Welcome to The Trawler, your weekly submersion through the teeming waters of life in the Championship, League One and League Two. You might be surprised what you find down there.
The end for Sven?
Just six games into the new Championship season and Sven-Goran Eriksson is already under pressure, with reports suggesting Leicester City have provisionally lined up old boy Martin O'Neill to replace him.
Eriksson's expensively-assembled outfit took a disappointing 1-1 draw away from Barnsley on Saturday, leaving them eight points adrift of league leaders Brighton and sparking further speculation that the club's ambitious owner is losing patience with their manager.
Thailand's King Power is the financial force behind Leicester these days, and the duty-free giant sees Premier League football as nothing short of an essential requirement for next season. If Eriksson continues to falter, it seems highly likely it will look elsewhere to achieve its ultimate aim - and O'Neill knows better than most how to get the club into the top flight.
The Northern Irishman secured Leicester's promotion to the Premier League in 1996 and kept them there until he left for Celtic five years' later. He also won two League Cups in that time. O'Neill has been out of work since resigning from Aston Villa in October 2010.
Eriksson needs to turn things around, and do it quickly. So where better to start than the visit of Gus Poyet's high-flying Brighton side on Saturday?
Reading in freefall
Reading produced a devastating run at the back end of last season, winning nine in a row on their way to the play-offs. Even though they lost in the final to Swansea at Wembley, the club's fans must surely have emerged for the new campaign in optimistic mood. But things have certainly not picked up where they left off.
Reading have lost their last five games in a row, four of them in the Championship, and find themselves languishing in the relegation zone. Most recently they succumbed to Watford, who hadn't won a game under new manager Sean Dyche before they arrived at the Majedski on Saturday.
"There is no reason to panic, we have to keep plugging away," said Reading manager Brian McDermott after the game. But judging by the messageboard on fan site royals.org, the club's fans don't necessary share his patience, or his sense of hope for that matter.
"Team in selling all its players and being **** shock," wrote one, in reference to the departures of Shane Long to West Brom and Matt Mills to Leicester this summer. "Like watching a Sunday pub team, with most of the players having a hangover," offered another. "That was very, very poor indeed Reading. We need to click and quick," said a third.
Fortunately for McDermott he has a great chance to end the losing streak on Saturday. Reading take on hapless Doncaster, who've taken just a solitary point from their opening six games. Lose that one and the Royals' drama will quickly become a crisis.
Bournemouth chairman Eddie Mitchell produced arguably the most shocking scenes of the weekend, grabbing the stadium announcer's microphone to address unhappy fans after a 3-0 home defeat to Chesterfield left them second bottom in League One.

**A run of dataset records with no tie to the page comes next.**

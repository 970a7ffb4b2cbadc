//! Stable identifiers for world entries.

use std::fmt;

use serde::{Deserialize, Serialize};

macro_rules! entry_id {
    ($(#[$meta:meta])* $name:ident, $prefix:literal) => {
        $(#[$meta])*
        #[derive(Clone, Copy, Debug, PartialEq, Eq, Hash, PartialOrd, Ord, Serialize, Deserialize)]
        pub struct $name(pub u32);

        impl fmt::Display for $name {
            fn fmt(&self, f: &mut fmt::Formatter<'_>) -> fmt::Result {
                write!(f, concat!($prefix, "_{}"), self.0)
            }
        }
    };
}

entry_id!(
    /// Key of a point of interest.
    LocationId,
    "loc"
);
entry_id!(
    /// Key of a settlement footprint.
    SettlementId,
    "settlement"
);
entry_id!(
    /// Key of a named region.
    RegionId,
    "region"
);
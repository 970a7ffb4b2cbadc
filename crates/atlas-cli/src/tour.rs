//! Straight-line walk that drives world streaming.

use atlas_config::WalkConfig;
use atlas_math::DVec2;
use atlas_math::det::{det_cos, det_sin};
use atlas_world::{Expansion, GrowthSummary, TerrainHistogram, World};
use serde::Serialize;

/// What happened along the walk.
#[derive(Clone, Debug, Default, PartialEq, Serialize)]
pub struct TourReport {
    pub steps: u32,
    /// Moves that generated new chunks.
    pub growth_steps: u32,
    pub chunks_added: usize,
    pub settlements_added: usize,
    pub final_position: DVec2,
    /// Terrain under each waypoint, start included.
    pub terrain: TerrainHistogram,
}

/// Positions visited after leaving `start`, one per step.
pub fn waypoints(start: DVec2, walk: &WalkConfig) -> impl Iterator<Item = DVec2> {
    let heading = walk.heading_degrees.to_radians();
    let dir = DVec2::new(det_cos(heading), det_sin(heading));
    let step = walk.step_length;
    (1..=walk.steps).map(move |k| start + dir * (step * k as f64))
}

/// Walk the player from its current position, expanding the world at every
/// waypoint. `on_growth` runs after each move that added content.
pub fn walk<E>(
    world: &mut World,
    walk: &WalkConfig,
    mut on_growth: impl FnMut(&World, &GrowthSummary) -> Result<(), E>,
) -> Result<TourReport, E> {
    let start = world.player();
    let mut report = TourReport {
        final_position: start,
        ..TourReport::default()
    };
    report.terrain.record(world.terrain_at(start.x, start.y).terrain);

    for p in waypoints(start, walk) {
        report.steps += 1;
        if let Expansion::Grown(summary) = world.move_player(p) {
            report.growth_steps += 1;
            report.chunks_added += summary.chunks.len();
            report.settlements_added += summary.settlements.len();
            on_growth(world, &summary)?;
        }
        report.terrain.record(world.terrain_at(p.x, p.y).terrain);
        report.final_position = p;
        tracing::debug!(x = p.x, y = p.y, step = report.steps, "moved");
    }
    Ok(report)
}
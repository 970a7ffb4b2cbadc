//! Deterministic randomness and planar geometry primitives for the Atlas world generator.

pub mod det;
mod bounds;
mod polygon;
mod prng;
mod segment;

pub use bounds::{Bounds2, overlap_area};
pub use glam::DVec2;
pub use polygon::{centroid, point_in_polygon, polygon_area, signed_area};
pub use prng::{MODULUS, MULTIPLIER, ParkMiller};
pub use segment::{PARALLEL_EPSILON, SegmentHit, segment_intersection};
//! Growth of a world along a walk: idempotence and append-only storage.

use atlas_math::DVec2;
use atlas_terrain::constants::{CHUNK_SIZE, SEA_LEVEL};
use atlas_terrain::{ChunkCoord, generate_chunk, height};
use atlas_world::{Expansion, START_LOCATION_CLEARANCE, StreamingOptions, World};

#[test]
fn test_expansion_is_idempotent_along_a_walk() {
    let mut world = World::create(42.0, StreamingOptions::default());
    for step in 0..8 {
        let p = DVec2::new(step as f64 * 450.0, step as f64 * -275.0);
        world.move_player(p);
        let chunk_keys = world.chunks().coords();
        let location_keys: Vec<_> = world.locations().keys().copied().collect();
        let settlement_keys: Vec<_> = world.settlements().keys().copied().collect();

        assert_eq!(world.check_map_expansion(p.x, p.y), Expansion::Unchanged);
        assert_eq!(world.chunks().coords(), chunk_keys);
        assert_eq!(world.locations().keys().copied().collect::<Vec<_>>(), location_keys);
        assert_eq!(world.settlements().keys().copied().collect::<Vec<_>>(), settlement_keys);
    }
}

#[test]
fn test_existing_entries_survive_expansion_unchanged() {
    let mut world = World::create(17.0, StreamingOptions::default());
    let snapshot = world.clone();

    let grown = world.check_map_expansion(3.5 * CHUNK_SIZE, -2.5 * CHUNK_SIZE);
    assert!(grown.is_grown());

    for chunk in snapshot.chunks().iter() {
        assert_eq!(world.chunks().get(chunk.coord), Some(chunk), "chunk {} changed", chunk.id);
    }
    for (id, loc) in snapshot.locations() {
        assert_eq!(world.location(*id), Some(loc), "location {id} changed");
    }
    for (id, s) in snapshot.settlements() {
        assert_eq!(world.settlement(*id), Some(s), "settlement {id} changed");
    }
    assert_eq!(world.active_location(), snapshot.active_location());
}

#[test]
fn test_stored_chunks_equal_fresh_generation() {
    let mut world = World::create(42.0, StreamingOptions::parallel(2));
    world.check_map_expansion(-1500.0, 2500.0);
    for chunk in world.chunks().iter() {
        assert_eq!(*chunk, generate_chunk(chunk.coord.xi, chunk.coord.yi, 42.0));
    }
}

#[test]
fn test_every_visited_neighborhood_is_complete() {
    let mut world = World::create(5.0, StreamingOptions::default());
    let stops = [
        DVec2::new(0.0, 0.0),
        DVec2::new(-2300.0, 10.0),
        DVec2::new(-2300.0, 4100.0),
    ];
    for p in stops {
        world.move_player(p);
        assert_eq!(world.player(), p);
        for coord in ChunkCoord::containing(p.x, p.y).neighborhood(1) {
            assert!(world.chunks().contains(coord), "{coord:?} missing after visiting {p}");
        }
    }
}

#[test]
fn test_start_location_snaps_above_sea() {
    // The origin sample of chunk (0, 0) is cell (0, 0); carving only lowers
    // it, so a pure height below sea level stays below sea level.
    let seed = (0..500)
        .map(|s| s as f64)
        .find(|s| height(0.0, 0.0, *s) < SEA_LEVEL)
        .expect("some seed puts the origin under water");

    let world = World::create(seed, StreamingOptions::default());
    assert!(world.height_at(0.0, 0.0) < SEA_LEVEL);
    let start = world
        .active_location()
        .and_then(|id| world.location(id))
        .expect("start location");
    assert_eq!(start.z, SEA_LEVEL + START_LOCATION_CLEARANCE);
    assert!(start.explored);
}

#[test]
fn test_start_location_on_dry_land_keeps_ground_height() {
    let seed = (0..500)
        .map(|s| s as f64)
        .find(|s| height(0.0, 0.0, *s) > SEA_LEVEL + 50.0)
        .expect("some seed puts the origin on land");

    let world = World::create(seed, StreamingOptions::default());
    let start = world
        .active_location()
        .and_then(|id| world.location(id))
        .expect("start location");
    assert_eq!(start.z, world.height_at(0.0, 0.0));
    assert!(start.z >= SEA_LEVEL);
}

With chants of "You don't know what you're doing" ringing out at the Seward Stadium, an incensed Mitchell had to be surrounded by a ring of security guards as he approached the end occupied by fans who had stayed after the final whistle to protest.
One man in particular sparked his attention. "The lad in the leather jacket whose eyes seem to be popping out of his head - why don't you jump over the fence and come and have a chat with me?" he said. "Come on then. One to one." As he headed for the tunnel, Mitchell couldn't resist one final rant. With fans calling for his head he barked: "Who do you want then ... have you got somebody?"
Crawley manager on the defensive
This week's "telling it like it is" award goes once again to Crawley's straight-shooting manager Steve Evans, who saw his team hammered 6-0 at Morecambe on Saturday.
When you consider Crawley are the Manchester City of League Two, and favourites for the title, it was a result that few predicted - least of all Evans. And the man expected to lead the Red Devils to promotion was clearly fuming after the game. "I think we were quite fortunate Morecombe didn't score 12. We were that poor," he said.
Evans' best was to come. "If you've got a young centre-back who can't defend, you're going to leak goals. But it's not about naming individuals," he said. Based on that quote you wouldn't fancy 20-year-old Charlie Wassmer's chances of being in the starting line-up next time out.
All Black hat-trick
If he'd chosen a different path, Chris Wood could have been part of the All Blacks squad at the Rugby World Cup back home in his native New Zealand. Thankfully for Birmingham City fans, the burly striker chose the round ball over the oval one and bagged a hat-trick in their 3-0 win against Millwall on Saturday.
"I played rugby until I was 13 or 14. I was a centre," Wood said. "I love playing rugby. If I'd carried on, I would have liked to play for the All Blacks. A lot of people have that dream and you never know.
"I had a decision to make about which route I went down. It was cricket, rugby or football. My dad played football and my mum didn't like me playing rugby. So I chose the football option."